1. Apple users are being locked out of their Apple IDs with no explanation (9to5mac.com | Archive)
122 points by alwillis | 2024-04-27 05:50:57 | 30 comments

Dehyped title: Some Apple users are being unexpectedly signed out of their Apple ID accounts and forced to reset their passwords.

Summary:

Apple users are reporting being unexpectedly logged out of their Apple IDs across multiple devices on Friday evening. When trying to log back in, users are being forced to reset their passwords before regaining access. There doesn't seem to be any clear reason for this widespread issue. Apple's system status page does not indicate any known outages, but the problem has gained significant attention on social media. The situation is causing problems for users, especially those with Stolen Device Protection enabled, as resetting the password also resets any app-specific passwords.

Comments:

Animats: Apple users are being locked out of their Apple IDs with no explanation. When your identity provider has total control over your life, and you signed away your right to sue for damages, this is what happens.

cjk2: The issue seems to be related to password guessing attacks, especially for those using @icloud.com email addresses. Advises having recovery contacts and a recovery key set up in case something goes wrong.
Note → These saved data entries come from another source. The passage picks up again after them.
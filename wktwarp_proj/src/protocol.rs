use crate::ReprojectionError;
use wktwarp_geometry::Point;

/// Encodes points as the tool's line protocol: one row per point, written as
/// `"y x z"`.
///
/// The first two values are deliberately swapped relative to the point's own
/// field order; geographic reference systems commonly declare latitude first
/// while WKT stores x as longitude. Points without an elevation are padded
/// with a literal `0`. That zero exists only on the wire, the caller strips
/// the elevation again when the geometry is 2D.
#[must_use]
pub fn encode_rows(points: &[Point]) -> String {
	let mut text = String::new();
	for point in points {
		let z = point.z().unwrap_or(0.0);
		text.push_str(&format!("{} {} {z}\n", point.y(), point.x()));
	}
	text
}

/// Decodes the tool's stdout back into points.
///
/// Rows are taken verbatim as `x y` or `x y z`, tokens separated by spaces
/// or tabs; no un-swapping happens on the way back. The number of non-empty
/// rows must equal `expected_len` exactly, a surplus or shortfall means the
/// tool and the caller disagree about the batch and the whole result is
/// rejected.
pub fn decode_rows(text: &str, expected_len: usize) -> Result<Vec<Point>, ReprojectionError> {
	let rows: Vec<&str> = text.lines().filter(|line| !line.trim().is_empty()).collect();
	if rows.len() != expected_len {
		return Err(ReprojectionError::RowCountMismatch {
			expected: expected_len,
			actual: rows.len(),
		});
	}

	let mut points = Vec::with_capacity(rows.len());
	for row in rows {
		let tokens: Vec<&str> = row.split_whitespace().collect();
		if !(2..=3).contains(&tokens.len()) {
			return Err(malformed(row, row.trim()));
		}

		let x = parse_value(row, tokens[0])?;
		let y = parse_value(row, tokens[1])?;
		points.push(match tokens.get(2) {
			Some(token) => Point::new_z(x, y, parse_value(row, token)?),
			None => Point::new(x, y),
		});
	}
	Ok(points)
}

fn parse_value(row: &str, token: &str) -> Result<f64, ReprojectionError> {
	let value: f64 = token.parse().map_err(|_| malformed(row, token))?;
	// The tool marks unprojectable points with "inf" rows.
	if value.is_finite() {
		Ok(value)
	} else {
		Err(malformed(row, token))
	}
}

fn malformed(row: &str, token: &str) -> ReprojectionError {
	ReprojectionError::MalformedOutput {
		line: row.trim().to_string(),
		token: token.to_string(),
	}
}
Suggests the need for legislation around identity providers and service levels.

vondur: Experienced the issue today, where they had to reset their Apple password after being asked to enter a code from their phone due to an unknown location.

vbezhenar: Switched from using Gmail to iCloud for their primary email, but now concerned about the reliability of Apple's services. Wants to find a way to be less dependent on a single identity provider.

arthurcolle: Experienced the issue of being progressively logged out of their Apple devices, and is dreading having to go to the Apple store about it.


2. Leaving Rust gamedev after 3 years (loglog.games | Archive)
1151 points by darthdeus | 2024-04-26 17:33:56 | 685 comments

Dehyped title: Rust gamedev faces challenges with iteration speed, borrow checker, and compile times, leading to workarounds and design tradeoffs.

Summary:

The passage is a lengthy reflection on the author's experiences developing games in the Rust programming language over the past 3 years. The author discusses the challenges of working with Rust's borrow checker and type system, arguing that while Rust has benefits like performance and safety, it can also hinder rapid prototyping and iteration on game ideas. The author is critical of the Rust community's tendency to promote Rust as the "correct" way to do game development, arguing that this ignores the needs of actually shipping games to players. The passage also touches on issues with Rust's tooling and ecosystem, as well as the author's preference for more dynamic and flexible approaches to game architecture. Overall, the message is that Rust may not be the best fit for rapid game development, and that developers should focus on creating engaging gameplay experiences rather than optimizing code.

Comments:

The Rust programming language community is criticized for being overly defensive and dismissive of valid criticisms about the language's shortcomings, especially for game development. However, this pattern of behavior is common in communities around new, popular programming languages and technologies. The Rust language may still be in its early days compared to more established languages like C and C++. While Rust has strengths in areas like memory safety, it may not be the best fit for rapid prototyping and iteration required in game development.

Insightful contributors:

HL33tibCe7: The Rust community can be dismissive and mocking when people raise fundamental issues with the language. There is an attitude that you just need to try harder and you'll eventually understand.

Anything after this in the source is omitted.